• Work to be completed:
Line by line, copy the material that follows without leaving anything out.

• Information supplied:
//!
//! pgext-runtime - In-process Host for pgext Extensions
//!
//! `Backend` implements every host boundary trait from `pgext-core`, so
//! extension code written against `pgext-tuple` and `pgext-spi` runs
//! unchanged inside an ordinary process:
//!
//! - `memory`: the memory context that by-reference datums point into
//! - `toast`: compression (deflate) and out-of-line storage of varlenas
//! - `catalog`: built-in, composite and enum types, the tuple descriptor
//!   cache with reference counting, blessed record types
//! - `heaptuple`: heap tuple forming, deforming and attribute access
//! - `spi`: statement execution against an embedded SQLite database
//! - `fmgr`: function invocation with abort capture
//!
//! A `Backend` is single threaded (`!Sync`): all state sits behind `Cell`
//! and `RefCell`, matching the one-call-at-a-time model of the host. Use
//! one backend per thread.
//!

pub mod catalog;
pub mod config;
pub mod error;
pub mod fmgr;
pub mod heaptuple;
pub mod logging;
pub mod memory;
pub mod spi;
pub mod toast;

use std::cell::Cell;

use pgext_core::Oid;

pub use catalog::{TypeInfo, TypeKind};
pub use config::{Compression, HostConfig, LogConfig, SpiConfig, ToastConfig};
pub use error::{CallError, ConfigError, HostError};
pub use pgext_core;
pub use pgext_spi;
pub use pgext_tuple;

use crate::catalog::TypeCatalog;
use crate::memory::MemoryContext;
use crate::spi::SpiState;
use crate::toast::ToastTable;

#[derive(Default)]
pub(crate) struct Stats {
    pub text_allocations: Cell<u64>,
    pub detoasts: Cell<u64>,
    pub toasted_inline: Cell<u64>,
    pub toasted_external: Cell<u64>,
    pub spi_connects: Cell<u64>,
    pub spi_finishes: Cell<u64>,
    pub spi_executes: Cell<u64>,
    pub leaked_connections: Cell<u64>,
}

/// Counters describing what a backend has done so far.
#[derive(Debug, Clone, Copy, Default, PartialEq, Eq)]
pub struct BackendStats {
    pub allocations: u64,
    pub allocated_bytes: usize,
    pub live_chunks: usize,
    pub text_allocations: u64,
    pub detoasts: u64,
    pub toasted_inline: u64,
    pub toasted_external: u64,
    pub toast_values: usize,
    pub tupdesc_lookups: u64,
    pub tupdesc_releases: u64,
    pub spi_connects: u64,
    pub spi_finishes: u64,
    pub spi_executes: u64,
    pub leaked_connections: u64,
}

pub struct Backend {
    config: HostConfig,
    memory: MemoryContext,
    toast: ToastTable,
    catalog: TypeCatalog,
    spi: SpiState,
    stats: Stats,
}

impl Backend {
    /// Starts a backend and installs log output at `config.log.level`. The
    /// first backend in a process decides the log level.
    pub fn new(config: HostConfig) -> Result<Self, HostError> {
        logging::init(&config.log)?;
        let spi = SpiState::open(&config.spi.database, config.spi.is_in_memory())?;
        tracing::debug!(database = %config.spi.database, "backend started");
        Ok(Self {
            config,
            memory: MemoryContext::new(),
            toast: ToastTable::new(),
            catalog: TypeCatalog::new(),
            spi,
            stats: Stats::default(),
        })
    }

    /// A backend with the default configuration and an in-memory database.
    pub fn in_memory() -> Result<Self, HostError> {
        Self::new(HostConfig::default())
    }

    pub fn config(&self) -> &HostConfig {
        &self.config
    }

    pub fn stats(&self) -> BackendStats {
        BackendStats {
            allocations: self.memory.allocations(),
            allocated_bytes: self.memory.allocated_bytes(),
            live_chunks: self.memory.live_chunks(),
            text_allocations: self.stats.text_allocations.get(),
            detoasts: self.stats.detoasts.get(),
            toasted_inline: self.stats.toasted_inline.get(),
            toasted_external: self.stats.toasted_external.get(),
            toast_values: self.toast.values(),
            tupdesc_lookups: self.catalog.lookups(),
            tupdesc_releases: self.catalog.releases(),
            spi_connects: self.stats.spi_connects.get(),
            spi_finishes: self.stats.spi_finishes.get(),
            spi_executes: self.stats.spi_executes.get(),
            leaked_connections: self.stats.leaked_connections.get(),
        }
    }

    /// Frees every by-reference datum. Datums handed out before the reset
    /// no longer resolve.
    pub fn reset_memory(&self) {
        self.memory.reset();
    }

    /// Runs SQL directly against the database, outside SPI. Meant for
    /// creating and seeding tables.
    pub fn execute_batch(&self, sql: &str) -> Result<(), HostError> {
        self.spi.connection().execute_batch(sql)?;
        Ok(())
    }

    /// Creates a composite type whose cached descriptor is reference
    /// counted. `columns` pairs column names with type names.
    pub fn create_composite_type(&self, name: &str, columns: &[(&str, &str)]) -> Result<Oid, HostError> {
        self.catalog.create_composite(name, columns, true)
    }

    /// Creates a composite type whose descriptor is never reference counted.
    pub fn create_static_composite_type(
        &self,
        name: &str,
        columns: &[(&str, &str)],
    ) -> Result<Oid, HostError> {
        self.catalog.create_composite(name, columns, false)
    }

    pub fn create_enum_type(&self, name: &str, labels: &[&str]) -> Result<Oid, HostError> {
        self.catalog.create_enum(name, labels)
    }

    /// OID of `label` in the enum type `type_name`.
    pub fn enum_value(&self, type_name: &str, label: &str) -> Option<Oid> {
        let type_id = self.catalog.type_oid(type_name)?;
        self.catalog.enum_value(type_id, label)
    }

    pub fn type_info(&self, oid: Oid) -> Option<TypeInfo> {
        self.catalog.type_info(oid)
    }

    /// Current reference count of a composite type's cached descriptor.
    pub fn tupdesc_refcount(&self, type_id: Oid) -> Option<i32> {
        self.catalog.refcount(type_id)
    }

    /// Number of open SPI connections.
    pub fn spi_depth(&self) -> u32 {
        self.spi.depth()
    }
}

impl std::fmt::Debug for Backend {
    fn fmt(&self, f: &mut std::fmt::Formatter<'_>) -> std::fmt::Result {
        f.debug_struct("Backend")
            .field("database", &self.config.spi.database)
            .field("spi_depth", &self.spi.depth())
            .field("live_chunks", &self.memory.live_chunks())
            .finish()
    }
}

• Exercise response:
//!
//! pgext-runtime - In-process Host for pgext Extensions
//!
//! `Backend` implements every host boundary trait from `pgext-core`, so
//! extension code written against `pgext-tuple` and `pgext-spi` runs
//! unchanged inside an ordinary process:
//!
//! - `memory`: the memory context that by-reference datums point into
//! - `toast`: compression (deflate) and out-of-line storage of varlenas
//! - `catalog`: built-in, composite and enum types, the tuple descriptor
//!   cache with reference counting, blessed record types
//! - `heaptuple`: heap tuple forming, deforming and attribute access
//! - `spi`: statement execution against an embedded SQLite database
//! - `fmgr`: function invocation with abort capture
//!
//! A `Backend` is single threaded (`!Sync`): all state sits behind `Cell`
//! and `RefCell`, matching the one-call-at-a-time model of the host. Use
//! one backend per thread.
//!

pub mod catalog;
pub mod config;
pub mod error;
pub mod fmgr;
pub mod heaptuple;
pub mod logging;
pub mod memory;
pub mod spi;
pub mod toast;

use std::cell::Cell;

use pgext_core::Oid;

pub use catalog::{TypeInfo, TypeKind};
pub use config::{Compression, HostConfig, LogConfig, SpiConfig, ToastConfig};
pub use error::{CallError, ConfigError, HostError};
pub use pgext_core;
pub use pgext_spi;
pub use pgext_tuple;

use crate::catalog::TypeCatalog;
use crate::memory::MemoryContext;
use crate::spi::SpiState;
use crate::toast::ToastTable;

#[derive(Default)]
pub(crate) struct Stats {
    pub text_allocations: Cell<u64>,
    pub detoasts: Cell<u64>,
    pub toasted_inline: Cell<u64>,
    pub toasted_external: Cell<u64>,
    pub spi_connects: Cell<u64>,
    pub spi_finishes: Cell<u64>,
    pub spi_executes: Cell<u64>,
    pub leaked_connections: Cell<u64>,
}

/// Counters describing what a backend has done so far.
#[derive(Debug, Clone, Copy, Default, PartialEq, Eq)]
pub struct BackendStats {
    pub allocations: u64,
    pub allocated_bytes: usize,
    pub live_chunks: usize,
    pub text_allocations: u64,
    pub detoasts: u64,
    pub toasted_inline: u64,
    pub toasted_external: u64,
    pub toast_values: usize,
    pub tupdesc_lookups: u64,
    pub tupdesc_releases: u64,
    pub spi_connects: u64,
    pub spi_finishes: u64,
    pub spi_executes: u64,
    pub leaked_connections: u64,
}

pub struct Backend {
    config: HostConfig,
    memory: MemoryContext,
    toast: ToastTable,
    catalog: TypeCatalog,
    spi: SpiState,
    stats: Stats,
}

impl Backend {
    /// Starts a backend and installs log output at `config.log.level`. The
    /// first backend in a process decides the log level.
    pub fn new(config: HostConfig) -> Result<Self, HostError> {
        logging::init(&config.log)?;
        let spi = SpiState::open(&config.spi.database, config.spi.is_in_memory())?;
        tracing::debug!(database = %config.spi.database, "backend started");
        Ok(Self {
            config,
            memory: MemoryContext::new(),
            toast: ToastTable::new(),
            catalog: TypeCatalog::new(),
            spi,
            stats: Stats::default(),
        })
    }

    /// A backend with the default configuration and an in-memory database.
    pub fn in_memory() -> Result<Self, HostError> {
        Self::new(HostConfig::default())
    }

    pub fn config(&self) -> &HostConfig {
        &self.config
    }

    pub fn stats(&self) -> BackendStats {
        BackendStats {
            allocations: self.memory.allocations(),
            allocated_bytes: self.memory.allocated_bytes(),
            live_chunks: self.memory.live_chunks(),
            text_allocations: self.stats.text_allocations.get(),
            detoasts: self.stats.detoasts.get(),
            toasted_inline: self.stats.toasted_inline.get(),
            toasted_external: self.stats.toasted_external.get(),
            toast_values: self.toast.values(),
            tupdesc_lookups: self.catalog.lookups(),
            tupdesc_releases: self.catalog.releases(),
            spi_connects: self.stats.spi_connects.get(),
            spi_finishes: self.stats.spi_finishes.get(),
            spi_executes: self.stats.spi_executes.get(),
            leaked_connections: self.stats.leaked_connections.get(),
        }
    }

    /// Frees every by-reference datum. Datums handed out before the reset
    /// no longer resolve.
    pub fn reset_memory(&self) {
        self.memory.reset();
    }

    /// Runs SQL directly against the database, outside SPI. Meant for
    /// creating and seeding tables.
    pub fn execute_batch(&self, sql: &str) -> Result<(), HostError> {
        self.spi.connection().execute_batch(sql)?;
        Ok(())
    }

    /// Creates a composite type whose cached descriptor is reference
    /// counted. `columns` pairs column names with type names.
    pub fn create_composite_type(&self, name: &str, columns: &[(&str, &str)]) -> Result<Oid, HostError> {
        self.catalog.create_composite(name, columns, true)
    }

    /// Creates a composite type whose descriptor is never reference counted.
    pub fn create_static_composite_type(
        &self,
        name: &str,
        columns: &[(&str, &str)],
    ) -> Result<Oid, HostError> {
        self.catalog.create_composite(name, columns, false)
    }

    pub fn create_enum_type(&self, name: &str, labels: &[&str]) -> Result<Oid, HostError> {
        self.catalog.create_enum(name, labels)
    }

    /// OID of `label` in the enum type `type_name`.
    pub fn enum_value(&self, type_name: &str, label: &str) -> Option<Oid> {
        let type_id = self.catalog.type_oid(type_name)?;
        self.catalog.enum_value(type_id, label)
    }

    pub fn type_info(&self, oid: Oid) -> Option<TypeInfo> {
        self.catalog.type_info(oid)
    }

    /// Current reference count of a composite type's cached descriptor.
    pub fn tupdesc_refcount(&self, type_id: Oid) -> Option<i32> {
        self.catalog.refcount(type_id)
    }

    /// Number of open SPI connections.
    pub fn spi_depth(&self) -> u32 {
        self.spi.depth()
    }
}

impl std::fmt::Debug for Backend {
    fn fmt(&self, f: &mut std::fmt::Formatter<'_>) -> std::fmt::Result {
        f.debug_struct("Backend")
            .field("database", &self.config.spi.database)
            .field("spi_depth", &self.spi.depth())
            .field("live_chunks", &self.memory.live_chunks())
            .finish()
    }
}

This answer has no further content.